Elle serra les mâchoires, le regardant avec un mépris aussi intense que celui qu'il ressentait pour lui-même :
« Cela ne te donnait pas le droit de te conduire de cette façon envers Shimmer ! »
Il sentit la gêne, puis la honte s'emparer de lui, mais une part de lui-même demeurait trop orgueilleuse pour plier :
« C'est incroyable ! Vous passez tout votre temps à combattre des monstres, mais à vous entendre, on pourrait croire que vous êtes tous faits en sucre. Et moi, dès que je montre la moindre faiblesse, je me fais sermonner comme si j'avais commis un crime majeur ! Si j'avais eu le choix, je serais resté à Stellae, et je n'aurais jamais eu besoin de vous connaître ! Alors maintenant, sors de ma chambre, Sila ! »

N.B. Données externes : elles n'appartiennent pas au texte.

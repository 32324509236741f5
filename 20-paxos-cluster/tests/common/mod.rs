//! In-process cluster harness shared by the integration tests.
//!
//! Every node runs with real TCP on loopback, each test on its own port
//! range, with timings shortened so elections and failovers settle in a few
//! seconds.

#![allow(dead_code)]

use std::sync::{Mutex, PoisonError};
use std::thread;
use std::time::{Duration, Instant};

use anyhow::{Result, bail};
use crossbeam_channel::Receiver;
use paxos_cluster::config::{ClusterLayout, NodeId, Timing};
use paxos_cluster::runtime::{NodeConfig, NodeHandle, NodeStatus, spawn_node};
use paxos_cluster::telemetry::NodeEvent;

pub const CLUSTER_SIZE: u32 = 5;

pub fn fast_timing() -> Timing {
    Timing {
        startup_grace: Duration::from_millis(300),
        election_timeout: Some(Duration::from_secs(2)),
        settle_delay: Duration::from_millis(100),
        heartbeat_interval: Duration::from_millis(100),
        liveness_threshold: Duration::from_millis(600),
        liveness_tick: Duration::from_millis(100),
        round_timeout: None,
        connect_timeout: Duration::from_millis(200),
        notify_attempts: 30,
        notify_backoff: Duration::from_millis(100),
        stalled_retry: Duration::from_millis(200),
    }
}

struct NodeSlot {
    handle: NodeHandle,
    events: Receiver<NodeEvent>,
    seen: Mutex<Vec<NodeEvent>>,
}

pub struct TestCluster {
    layout: ClusterLayout,
    nodes: Vec<NodeSlot>,
}

impl TestCluster {
    /// Spawns a five-node cluster on `base_port + 1..=5`, announcing to a
    /// client on `client_port`.
    pub fn spawn(base_port: u16, client_port: u16) -> Result<Self> {
        Self::spawn_with(base_port, client_port, |_| {})
    }

    /// Like [`TestCluster::spawn`], letting `tweak` adjust each node's config.
    pub fn spawn_with(
        base_port: u16,
        client_port: u16,
        tweak: impl Fn(&mut NodeConfig),
    ) -> Result<Self> {
        let layout = ClusterLayout::local(CLUSTER_SIZE, base_port, client_port)?;
        let mut nodes = Vec::new();
        for id in layout.ids() {
            let mut config = NodeConfig::new(id, layout.clone());
            config.timing = fast_timing();
            tweak(&mut config);
            let (handle, events) = spawn_node(config)?;
            nodes.push(NodeSlot {
                handle,
                events,
                seen: Mutex::new(Vec::new()),
            });
        }
        Ok(Self { layout, nodes })
    }

    pub fn layout(&self) -> &ClusterLayout {
        &self.layout
    }

    pub fn node(&self, id: NodeId) -> &NodeHandle {
        &self.nodes[id as usize - 1].handle
    }

    pub fn statuses(&self) -> Vec<NodeStatus> {
        self.nodes.iter().map(|node| node.handle.status()).collect()
    }

    /// Every event node `id` has emitted so far, in order.
    pub fn events(&self, id: NodeId) -> Vec<NodeEvent> {
        let node = &self.nodes[id as usize - 1];
        let mut seen = node.seen.lock().unwrap_or_else(PoisonError::into_inner);
        seen.extend(node.events.try_iter());
        seen.clone()
    }

    /// Waits until every running node has finished an election and names
    /// the same leader, then returns it.
    pub fn wait_for_agreed_leader(&self, timeout: Duration) -> Result<NodeId> {
        let deadline = Instant::now() + timeout;
        loop {
            let live: Vec<NodeStatus> = self
                .statuses()
                .into_iter()
                .filter(|status| !status.halted)
                .collect();
            let leader = live.first().and_then(|status| status.leader_id);
            let agreed = live
                .iter()
                .all(|status| status.election_done && status.leader_id == leader);
            if let (true, Some(leader)) = (agreed, leader) {
                return Ok(leader);
            }
            if Instant::now() >= deadline {
                bail!("no agreed leader within {timeout:?}: {live:?}");
            }
            thread::sleep(Duration::from_millis(50));
        }
    }

    /// Waits until node `id` has emitted an event matching `predicate`.
    pub fn wait_for_event(
        &self,
        id: NodeId,
        timeout: Duration,
        predicate: impl Fn(&NodeEvent) -> bool,
    ) -> Result<NodeEvent> {
        let deadline = Instant::now() + timeout;
        loop {
            if let Some(event) = self.events(id).into_iter().find(|event| predicate(event)) {
                return Ok(event);
            }
            if Instant::now() >= deadline {
                bail!("node {id} emitted no matching event within {timeout:?}");
            }
            thread::sleep(Duration::from_millis(50));
        }
    }

    pub fn shutdown(self) {
        for node in &self.nodes {
            node.handle.shutdown();
        }
        // Give the listener threads time to release their ports.
        thread::sleep(Duration::from_millis(100));
    }
}
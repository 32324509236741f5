//! Leader election and single-value Paxos over a small TCP cluster.
//!
//! Every member runs the same node: it elects a leader by exchanging random
//! candidate numbers, then lets that leader drive one Paxos round per value
//! an external client submits. The leader broadcasts heartbeats; followers
//! that stop hearing them start a fresh election.
//!
//! # Architecture
//!
//! Each node is a set of named OS threads sharing protocol state:
//!
//! - **Peer listener**: one fixed-size frame per TCP connection, into the inbox
//! - **Election engine**: highest `(random number, id)` wins
//! - **Consensus engine**: PREPARE/PROMISE then ACCEPT/ACCEPTED against a majority
//! - **Heartbeat sender / liveness monitor**: leader failure detection
//! - **Proposal listener**: client values, on the leader only
//!
//! The client and the monitor are small tokio programs living in the same
//! binary.
//!
//! # Modules
//!
//! - [`runtime`]: node startup, shared context, [`runtime::NodeHandle`]
//! - [`election`], [`consensus`], [`liveness`]: the protocol activities
//! - [`inbox`], [`state`]: queue and shared state the activities coordinate through
//! - [`listener`], [`link`], [`message`]: inbound and outbound wire traffic
//! - [`telemetry`]: events, logging and monitor datagrams
//! - [`failure`]: injected crashes for failover experiments
//! - [`client`], [`monitor`]: external collaborators
//! - [`config`], [`cli`]: layout, timing and command-line parsing

pub mod cli;
pub mod client;
pub mod config;
pub mod consensus;
pub mod election;
pub mod failure;
pub mod inbox;
pub mod link;
pub mod listener;
pub mod liveness;
pub mod message;
pub mod monitor;
pub mod runtime;
pub mod state;
pub mod telemetry;
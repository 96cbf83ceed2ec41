//! Tracing and logging setup shared by fittrack binaries.

/// Initialize process-wide tracing.
///
/// Safe to call multiple times; subsequent calls become no-ops.
pub fn init() {
    tracing::init(tracing::LogFormat::from_env());
}

/// Subscriber configuration (filters, output format).
pub mod tracing;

Il ne réalisa que sa voix était devenue menaçante que quand il vit le visage de la jeune fille prendre une teinte grisâtre. Elle se recula, pivota sur elle-même et sortit sans un regard. Il ordonna le verrouillage de la porte se laissa de nouveau tomber sur son lit, touchant sa joue endolorie.
Peut-être avait-elle raison. Peut-être n'avait-il pas sa place ici. Il roula sur le ventre et enfouit sa tête au creux de ses bras.